## Prompt
Identify, in the records below, every line where the string "field" appears, and copy each such line.

»»

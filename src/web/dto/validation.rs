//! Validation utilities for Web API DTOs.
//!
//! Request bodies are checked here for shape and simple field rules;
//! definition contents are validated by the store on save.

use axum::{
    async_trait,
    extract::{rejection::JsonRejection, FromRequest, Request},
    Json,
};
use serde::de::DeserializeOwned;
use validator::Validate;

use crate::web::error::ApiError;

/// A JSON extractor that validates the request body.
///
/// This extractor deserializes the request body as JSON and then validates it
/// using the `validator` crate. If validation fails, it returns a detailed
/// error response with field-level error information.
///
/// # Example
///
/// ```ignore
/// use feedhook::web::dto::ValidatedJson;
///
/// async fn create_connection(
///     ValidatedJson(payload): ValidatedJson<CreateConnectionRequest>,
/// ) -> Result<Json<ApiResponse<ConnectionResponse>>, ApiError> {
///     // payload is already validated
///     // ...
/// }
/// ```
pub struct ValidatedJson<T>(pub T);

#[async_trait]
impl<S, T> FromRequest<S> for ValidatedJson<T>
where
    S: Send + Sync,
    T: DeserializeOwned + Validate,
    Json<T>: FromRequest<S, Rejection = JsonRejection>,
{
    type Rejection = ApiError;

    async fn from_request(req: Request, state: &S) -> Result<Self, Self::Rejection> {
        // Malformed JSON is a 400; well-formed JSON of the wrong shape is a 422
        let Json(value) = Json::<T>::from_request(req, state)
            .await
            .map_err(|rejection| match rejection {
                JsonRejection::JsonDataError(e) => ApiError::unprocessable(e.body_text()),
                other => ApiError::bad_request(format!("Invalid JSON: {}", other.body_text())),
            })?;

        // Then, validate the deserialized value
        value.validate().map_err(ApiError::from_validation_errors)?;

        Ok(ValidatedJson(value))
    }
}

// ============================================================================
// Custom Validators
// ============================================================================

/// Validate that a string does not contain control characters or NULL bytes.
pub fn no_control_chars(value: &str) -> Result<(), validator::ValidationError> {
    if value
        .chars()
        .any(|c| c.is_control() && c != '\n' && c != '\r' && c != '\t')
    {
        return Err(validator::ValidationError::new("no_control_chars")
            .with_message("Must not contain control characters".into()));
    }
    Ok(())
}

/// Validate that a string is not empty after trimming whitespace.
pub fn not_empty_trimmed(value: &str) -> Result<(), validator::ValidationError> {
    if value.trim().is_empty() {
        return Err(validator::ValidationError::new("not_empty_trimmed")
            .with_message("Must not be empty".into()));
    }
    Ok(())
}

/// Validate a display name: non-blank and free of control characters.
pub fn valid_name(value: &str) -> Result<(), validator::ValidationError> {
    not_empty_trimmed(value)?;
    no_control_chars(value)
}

««

## Response
//! Request bodies are checked here for shape and simple field rules;
/// error response with field-level error information.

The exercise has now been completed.